> [What you have to do] Report all lines in the records that hold the string "tessera".

> [Data supplied]
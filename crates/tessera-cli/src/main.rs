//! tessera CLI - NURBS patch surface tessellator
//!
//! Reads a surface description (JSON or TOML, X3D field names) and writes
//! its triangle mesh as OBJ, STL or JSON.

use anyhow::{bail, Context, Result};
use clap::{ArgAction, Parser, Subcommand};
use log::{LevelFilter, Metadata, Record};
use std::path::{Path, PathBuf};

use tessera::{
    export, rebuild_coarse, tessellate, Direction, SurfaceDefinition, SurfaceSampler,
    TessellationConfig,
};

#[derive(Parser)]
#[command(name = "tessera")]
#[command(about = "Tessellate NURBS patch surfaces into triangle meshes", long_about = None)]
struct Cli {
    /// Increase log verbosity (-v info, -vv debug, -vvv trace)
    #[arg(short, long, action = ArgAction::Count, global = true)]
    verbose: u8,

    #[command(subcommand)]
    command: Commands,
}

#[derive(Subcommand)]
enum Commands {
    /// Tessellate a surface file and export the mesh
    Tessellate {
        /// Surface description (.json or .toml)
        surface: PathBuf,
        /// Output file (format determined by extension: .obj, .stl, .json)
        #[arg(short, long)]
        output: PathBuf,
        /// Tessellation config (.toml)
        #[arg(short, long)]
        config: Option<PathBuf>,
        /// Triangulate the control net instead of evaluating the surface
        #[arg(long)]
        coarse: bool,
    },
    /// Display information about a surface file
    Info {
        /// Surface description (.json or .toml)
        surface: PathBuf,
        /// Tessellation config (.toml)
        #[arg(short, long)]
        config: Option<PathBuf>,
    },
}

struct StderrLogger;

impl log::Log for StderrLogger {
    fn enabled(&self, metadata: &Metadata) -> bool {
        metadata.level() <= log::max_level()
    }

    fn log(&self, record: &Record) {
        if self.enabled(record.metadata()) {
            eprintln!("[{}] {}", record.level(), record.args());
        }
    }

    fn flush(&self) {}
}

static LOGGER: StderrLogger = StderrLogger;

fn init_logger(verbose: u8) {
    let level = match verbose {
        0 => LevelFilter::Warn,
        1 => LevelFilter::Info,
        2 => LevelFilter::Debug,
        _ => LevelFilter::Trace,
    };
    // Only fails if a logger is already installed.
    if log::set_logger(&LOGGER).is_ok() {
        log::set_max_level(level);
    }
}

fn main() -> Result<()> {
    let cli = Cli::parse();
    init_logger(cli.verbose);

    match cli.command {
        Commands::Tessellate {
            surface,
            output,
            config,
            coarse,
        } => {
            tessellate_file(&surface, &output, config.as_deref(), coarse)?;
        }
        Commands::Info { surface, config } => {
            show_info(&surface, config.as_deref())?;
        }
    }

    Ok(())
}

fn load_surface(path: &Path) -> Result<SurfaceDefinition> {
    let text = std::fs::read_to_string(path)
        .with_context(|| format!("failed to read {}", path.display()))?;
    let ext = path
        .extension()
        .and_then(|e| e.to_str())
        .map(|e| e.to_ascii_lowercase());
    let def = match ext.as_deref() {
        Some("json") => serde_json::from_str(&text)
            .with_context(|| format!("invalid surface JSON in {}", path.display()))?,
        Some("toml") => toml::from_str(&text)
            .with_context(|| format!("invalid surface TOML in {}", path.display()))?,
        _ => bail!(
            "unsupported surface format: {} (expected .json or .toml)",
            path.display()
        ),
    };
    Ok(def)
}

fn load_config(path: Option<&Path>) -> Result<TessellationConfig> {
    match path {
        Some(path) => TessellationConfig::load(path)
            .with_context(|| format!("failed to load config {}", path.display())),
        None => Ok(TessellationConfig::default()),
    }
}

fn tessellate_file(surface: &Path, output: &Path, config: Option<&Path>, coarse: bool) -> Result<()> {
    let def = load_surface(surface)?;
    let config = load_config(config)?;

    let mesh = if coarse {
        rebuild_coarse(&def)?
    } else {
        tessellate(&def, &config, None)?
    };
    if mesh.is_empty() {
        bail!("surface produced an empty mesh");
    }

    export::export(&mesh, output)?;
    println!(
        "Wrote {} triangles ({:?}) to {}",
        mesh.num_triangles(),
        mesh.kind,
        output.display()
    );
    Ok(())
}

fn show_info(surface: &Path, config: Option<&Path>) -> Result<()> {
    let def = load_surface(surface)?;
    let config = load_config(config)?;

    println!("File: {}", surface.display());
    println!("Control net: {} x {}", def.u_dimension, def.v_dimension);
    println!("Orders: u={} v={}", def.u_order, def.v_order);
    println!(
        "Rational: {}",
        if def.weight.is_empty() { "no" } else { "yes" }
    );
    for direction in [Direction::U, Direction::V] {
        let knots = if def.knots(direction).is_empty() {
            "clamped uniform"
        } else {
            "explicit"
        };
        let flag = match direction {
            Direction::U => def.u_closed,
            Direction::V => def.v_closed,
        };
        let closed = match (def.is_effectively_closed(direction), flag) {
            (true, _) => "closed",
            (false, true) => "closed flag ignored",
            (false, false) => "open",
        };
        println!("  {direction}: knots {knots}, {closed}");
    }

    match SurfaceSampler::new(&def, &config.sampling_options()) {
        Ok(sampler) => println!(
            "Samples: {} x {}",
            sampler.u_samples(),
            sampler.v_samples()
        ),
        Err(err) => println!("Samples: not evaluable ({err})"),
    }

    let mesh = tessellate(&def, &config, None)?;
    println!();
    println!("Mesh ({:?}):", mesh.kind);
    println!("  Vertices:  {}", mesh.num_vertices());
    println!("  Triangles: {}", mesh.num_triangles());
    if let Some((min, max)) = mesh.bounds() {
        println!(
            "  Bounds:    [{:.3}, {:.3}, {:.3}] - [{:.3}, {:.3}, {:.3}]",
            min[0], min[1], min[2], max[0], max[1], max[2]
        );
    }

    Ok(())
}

* * *

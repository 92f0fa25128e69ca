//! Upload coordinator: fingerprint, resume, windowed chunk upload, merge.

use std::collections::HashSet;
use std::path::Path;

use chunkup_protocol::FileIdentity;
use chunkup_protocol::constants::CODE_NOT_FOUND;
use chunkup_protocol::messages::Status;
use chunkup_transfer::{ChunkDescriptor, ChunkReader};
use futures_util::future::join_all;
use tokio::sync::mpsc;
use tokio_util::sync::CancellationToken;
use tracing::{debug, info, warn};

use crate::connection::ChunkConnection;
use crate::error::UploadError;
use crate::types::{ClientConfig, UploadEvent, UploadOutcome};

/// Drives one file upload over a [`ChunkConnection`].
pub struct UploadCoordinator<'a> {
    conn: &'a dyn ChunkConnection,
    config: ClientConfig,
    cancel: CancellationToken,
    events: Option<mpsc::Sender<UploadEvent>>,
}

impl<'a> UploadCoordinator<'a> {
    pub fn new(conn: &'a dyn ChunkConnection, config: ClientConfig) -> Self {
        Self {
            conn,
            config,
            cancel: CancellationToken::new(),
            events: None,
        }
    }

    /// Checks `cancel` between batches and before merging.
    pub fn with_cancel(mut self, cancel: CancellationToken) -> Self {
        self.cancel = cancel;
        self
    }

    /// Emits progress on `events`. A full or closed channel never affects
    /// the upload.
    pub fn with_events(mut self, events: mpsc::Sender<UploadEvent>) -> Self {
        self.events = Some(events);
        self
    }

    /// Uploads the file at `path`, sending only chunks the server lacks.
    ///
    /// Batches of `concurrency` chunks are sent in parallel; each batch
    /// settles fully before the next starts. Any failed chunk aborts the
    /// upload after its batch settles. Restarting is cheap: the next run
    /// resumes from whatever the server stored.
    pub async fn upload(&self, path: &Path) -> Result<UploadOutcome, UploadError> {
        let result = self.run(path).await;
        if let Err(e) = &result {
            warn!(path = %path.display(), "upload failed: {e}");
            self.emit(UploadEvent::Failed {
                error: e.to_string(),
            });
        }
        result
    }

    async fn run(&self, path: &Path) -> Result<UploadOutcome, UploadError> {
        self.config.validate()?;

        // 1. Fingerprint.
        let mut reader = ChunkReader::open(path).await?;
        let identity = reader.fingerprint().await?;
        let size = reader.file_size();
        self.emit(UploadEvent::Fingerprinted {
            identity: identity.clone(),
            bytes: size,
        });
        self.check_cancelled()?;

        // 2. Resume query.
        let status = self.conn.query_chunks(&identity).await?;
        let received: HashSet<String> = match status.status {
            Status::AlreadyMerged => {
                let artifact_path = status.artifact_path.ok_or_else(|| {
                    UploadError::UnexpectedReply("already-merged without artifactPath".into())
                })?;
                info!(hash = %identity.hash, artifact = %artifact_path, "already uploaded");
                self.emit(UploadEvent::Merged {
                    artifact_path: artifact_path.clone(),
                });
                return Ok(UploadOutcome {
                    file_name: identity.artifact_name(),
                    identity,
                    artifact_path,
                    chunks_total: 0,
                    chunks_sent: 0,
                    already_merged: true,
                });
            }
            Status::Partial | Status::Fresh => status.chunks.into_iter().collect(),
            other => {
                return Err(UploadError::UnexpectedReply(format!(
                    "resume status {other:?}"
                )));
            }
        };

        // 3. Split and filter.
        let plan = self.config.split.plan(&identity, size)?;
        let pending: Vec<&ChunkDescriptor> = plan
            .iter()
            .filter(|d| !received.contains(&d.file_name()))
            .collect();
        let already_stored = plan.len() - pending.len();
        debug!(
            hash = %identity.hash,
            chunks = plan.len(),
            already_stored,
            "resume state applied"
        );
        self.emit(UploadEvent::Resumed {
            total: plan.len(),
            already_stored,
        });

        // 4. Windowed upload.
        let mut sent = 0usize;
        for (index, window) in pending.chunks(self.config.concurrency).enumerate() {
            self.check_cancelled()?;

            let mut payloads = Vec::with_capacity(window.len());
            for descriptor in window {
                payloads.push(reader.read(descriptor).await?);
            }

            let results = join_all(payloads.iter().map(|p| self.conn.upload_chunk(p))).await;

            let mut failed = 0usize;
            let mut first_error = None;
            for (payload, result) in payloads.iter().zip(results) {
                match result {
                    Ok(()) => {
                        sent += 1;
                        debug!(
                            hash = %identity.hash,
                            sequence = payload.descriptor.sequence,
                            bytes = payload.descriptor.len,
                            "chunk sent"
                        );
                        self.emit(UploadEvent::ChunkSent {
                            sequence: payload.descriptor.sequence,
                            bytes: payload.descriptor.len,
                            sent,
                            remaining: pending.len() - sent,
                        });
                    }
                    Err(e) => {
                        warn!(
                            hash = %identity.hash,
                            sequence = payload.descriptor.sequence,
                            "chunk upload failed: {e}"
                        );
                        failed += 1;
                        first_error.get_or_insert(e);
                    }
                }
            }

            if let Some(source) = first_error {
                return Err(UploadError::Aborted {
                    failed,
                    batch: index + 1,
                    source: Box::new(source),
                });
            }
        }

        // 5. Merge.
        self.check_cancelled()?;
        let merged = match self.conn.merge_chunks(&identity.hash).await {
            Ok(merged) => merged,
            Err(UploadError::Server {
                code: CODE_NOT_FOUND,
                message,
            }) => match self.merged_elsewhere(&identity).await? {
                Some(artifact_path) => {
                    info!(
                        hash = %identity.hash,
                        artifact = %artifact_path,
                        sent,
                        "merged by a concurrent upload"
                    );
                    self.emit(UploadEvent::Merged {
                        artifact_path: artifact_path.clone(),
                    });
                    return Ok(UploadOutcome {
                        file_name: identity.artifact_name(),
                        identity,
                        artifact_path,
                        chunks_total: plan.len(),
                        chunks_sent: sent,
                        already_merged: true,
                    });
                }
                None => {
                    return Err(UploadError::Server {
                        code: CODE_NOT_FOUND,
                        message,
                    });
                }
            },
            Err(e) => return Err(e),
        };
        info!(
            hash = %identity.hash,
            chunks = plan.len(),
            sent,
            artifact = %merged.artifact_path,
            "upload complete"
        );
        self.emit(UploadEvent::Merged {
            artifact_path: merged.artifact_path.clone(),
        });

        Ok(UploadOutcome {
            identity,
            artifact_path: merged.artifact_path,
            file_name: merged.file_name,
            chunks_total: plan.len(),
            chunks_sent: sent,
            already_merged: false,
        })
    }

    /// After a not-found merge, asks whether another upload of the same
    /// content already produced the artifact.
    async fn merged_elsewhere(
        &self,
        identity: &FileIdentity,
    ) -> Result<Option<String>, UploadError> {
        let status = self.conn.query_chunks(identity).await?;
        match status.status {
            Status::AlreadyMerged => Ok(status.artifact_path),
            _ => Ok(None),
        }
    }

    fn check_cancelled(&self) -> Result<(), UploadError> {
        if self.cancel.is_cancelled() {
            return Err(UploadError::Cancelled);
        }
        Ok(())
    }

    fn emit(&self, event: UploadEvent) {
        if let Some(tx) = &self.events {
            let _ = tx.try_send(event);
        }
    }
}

> [Solution to this exercise]
filename crates/tessera-cli/src/main.rs
//! tessera CLI - NURBS patch surface tessellator
use tessera::{
#[command(name = "tessera")]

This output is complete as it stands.